> "AI" is basically a vast, curated, compressed database with a powerful index. If the database reflects the current state of the art, it'll have better understanding than the majority of human practitioners.
But it's not. You're missing the point entirely and don't know what you're advocating for.
A dictionary contains all the words necessary to describe any concept and rudimentary definitions to help you string sentences together but you wouldn't have a doctor diagnose someone's medical condition with a dictionary, despite the fact that it contains most if not all of the concepts necessary to describe and diagnose any disease. It's useful information, but not organized in a way that is conducive to the task at hand.
I assume based on the way you're describing AI that you're referring to LLMs broadly, which, again, are spicy autocorrect. Super simplified, they're just big masses of understanding of what things might come in what order, what words or concepts have proximity to one another, and what words and sentences look like. They lack (and really cannot develop) the ability to perform acts of deductive reasoning, to come up with creative or new ideas, or to actually understand the answers they're giving. If they connect a bunch of irrelevant dots they will not second guess their answer if something seems off. They will not consult with other experts to get outside opinions on biases or details they overlooked or missed. They have no concept of details. They have no concept of expertise. They cannot ask questions to get you to expand on vague things you said that a doctor has intuition might be important
The idea that you could type some symptoms into ChatGPT and get a reasonable diagnosis is foolish beyond comprehension. ChatGPT cannot reliably count the number of letters in a word. If it gives you an answer you don't like and you say that's wrong it will instantly correct itself, and sometimes still give you the wrong answer in direct contradiction to what you said. Have you used google, lately? Gemini AI summaries at the tops of the search results often contain misleading or completely incorrect information.

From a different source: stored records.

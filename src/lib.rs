//! # huedimmer Library
//!
//! Smooth, interruptible brightness transitions for Philips Hue lights.
//!
//! Hue bridges report a transition's target brightness as soon as it starts,
//! and keep reporting a stale value for a while after it is stopped. The
//! library keeps its own record of every transition it starts and predicts the
//! true in-flight brightness from it, so a raise/stop/lower sequence issued in
//! quick succession always starts from where the light really is.
//!
//! ## Architecture
//!
//! - **Core**: `tracker` (per-light transition records), `resolver`
//!   (trust-or-predict decision), `dimmer` (command builder, stop handler and
//!   batch handlers)
//! - **Bridge**: `bridge` capability trait and the `bridge::clip` CLIP v2 client
//! - **Process**: `daemon` (owns the tracker), `ipc` (socket protocol used by
//!   the one-shot commands), `signals`, `args`
//! - **Infrastructure**: `config`, `constants`, `logger`, `time_source`

// Import macros from logger module for use in all submodules
#[macro_use]
pub mod logger;

pub mod args;
pub mod bridge;
pub mod config;
pub mod constants;
pub mod daemon;
pub mod dimmer;
pub mod ipc;
pub mod resolver;
pub mod signals;
pub mod time_source;
pub mod tracker;

pub use daemon::Daemon;
pub use dimmer::Dimmer;
pub use resolver::BrightnessResolver;
pub use tracker::TransitionTracker;
//! Configuration loading functionality.
//!
//! Resolves the configuration path, creates a default file on first run, and
//! parses and validates `huedimmer.toml`.

use anyhow::{Context, Result, bail};
use std::fs;
use std::path::{Path, PathBuf};
use std::sync::OnceLock;

use super::Config;
use super::validation::validate_config;
use crate::constants::{CONFIG_DIR_NAME, CONFIG_FILE_NAME};

/// Global configuration directory, set once at startup
static CONFIG_DIR: OnceLock<Option<PathBuf>> = OnceLock::new();

/// Set the configuration directory for the current process.
/// This can only be called once, typically at startup.
/// Returns an error if already set.
pub fn set_config_dir(dir: Option<String>) -> Result<()> {
    CONFIG_DIR
        .set(dir.map(PathBuf::from))
        .map_err(|_| anyhow::anyhow!("Configuration directory already set"))
}

/// Get the custom configuration directory if one was set.
/// Returns None if using the default directory.
pub fn get_custom_config_dir() -> Option<PathBuf> {
    CONFIG_DIR.get().and_then(|d| d.clone())
}

/// Path of `huedimmer.toml`, honouring `--config <dir>`.
pub fn get_config_path() -> Result<PathBuf> {
    if let Some(custom_dir) = get_custom_config_dir() {
        return Ok(custom_dir.join(CONFIG_FILE_NAME));
    }

    let config_dir = dirs::config_dir().context("Could not determine config directory")?;
    Ok(config_dir.join(CONFIG_DIR_NAME).join(CONFIG_FILE_NAME))
}

/// Load configuration using automatic path detection.
///
/// This function will create a default configuration file if none exists.
pub fn load() -> Result<Config> {
    let config_path = get_config_path()?;

    if !config_path.exists() {
        super::builder::create_default_config(&config_path)
            .context("Failed to create default config during load")?;
        log_block_start!("Created default configuration");
        log_indented!("{}", private_path(&config_path));
    }

    load_from_path(&config_path).with_context(|| {
        format!(
            "Failed to load configuration from {}",
            private_path(&config_path)
        )
    })
}

/// Load configuration from a specific path.
///
/// This version does NOT create a default config if the path doesn't exist.
pub fn load_from_path(path: &PathBuf) -> Result<Config> {
    if !path.exists() {
        bail!("Configuration file not found at {}", private_path(path));
    }

    let content = fs::read_to_string(path)
        .with_context(|| format!("Failed to read config from {}", private_path(path)))?;

    let config: Config = toml::from_str(&content)
        .with_context(|| format!("Failed to parse config from {}", private_path(path)))?;

    validate_config(&config)?;

    Ok(config)
}

/// Display a path with the home directory replaced by `~`.
pub fn private_path(path: &Path) -> String {
    if let Some(home) = dirs::home_dir()
        && let Ok(relative) = path.strip_prefix(&home)
    {
        return format!("~/{}", relative.display());
    }
    path.display().to_string()
}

ChatGPT isn't poring over medical literature and trying to find references to things that sound like what you described and then drawing conclusions, it's just finding groups of letters with proximity to the ones you gave it (without any concept of what the medical field is.) ChatGPT is a machine that gives you an answer in the (impressively close, no doubt) shape of the answer you'd expect when asked a question that incorporates massive amounts of irrelevant data from all sorts of places (including, for example, snake oil alternative medicine sites and conspiracy theory content) that are also being considered as part of your answer.
AI undoubtedly has a place in medicine, in the sorts of contexts it's already being used in. Specialized machine learning algorithms can be trained to examine medical imaging and detect patterns that look like cancers that humans might miss. Algorithms can be trained to identify or detect warning signs for diseases divined from analyses of large numbers of specific cases. This stuff is real, already in the field, and I'm not experienced enough in the space to know how well it works, but it's the stuff that has real promise.
LLMs are not general artificial intelligence. They're prompted text generators that are largely being tuned as a consumer product that sells itself on the basis of the fact that it feels impressive. Every single time I've seen someone try to apply one to any field of experienced knowledge work they either give up using it for anything but the most simple tasks, because it's bad at the things it's done, or the user winds up Dunning-Kreugering themselves into not learning anything.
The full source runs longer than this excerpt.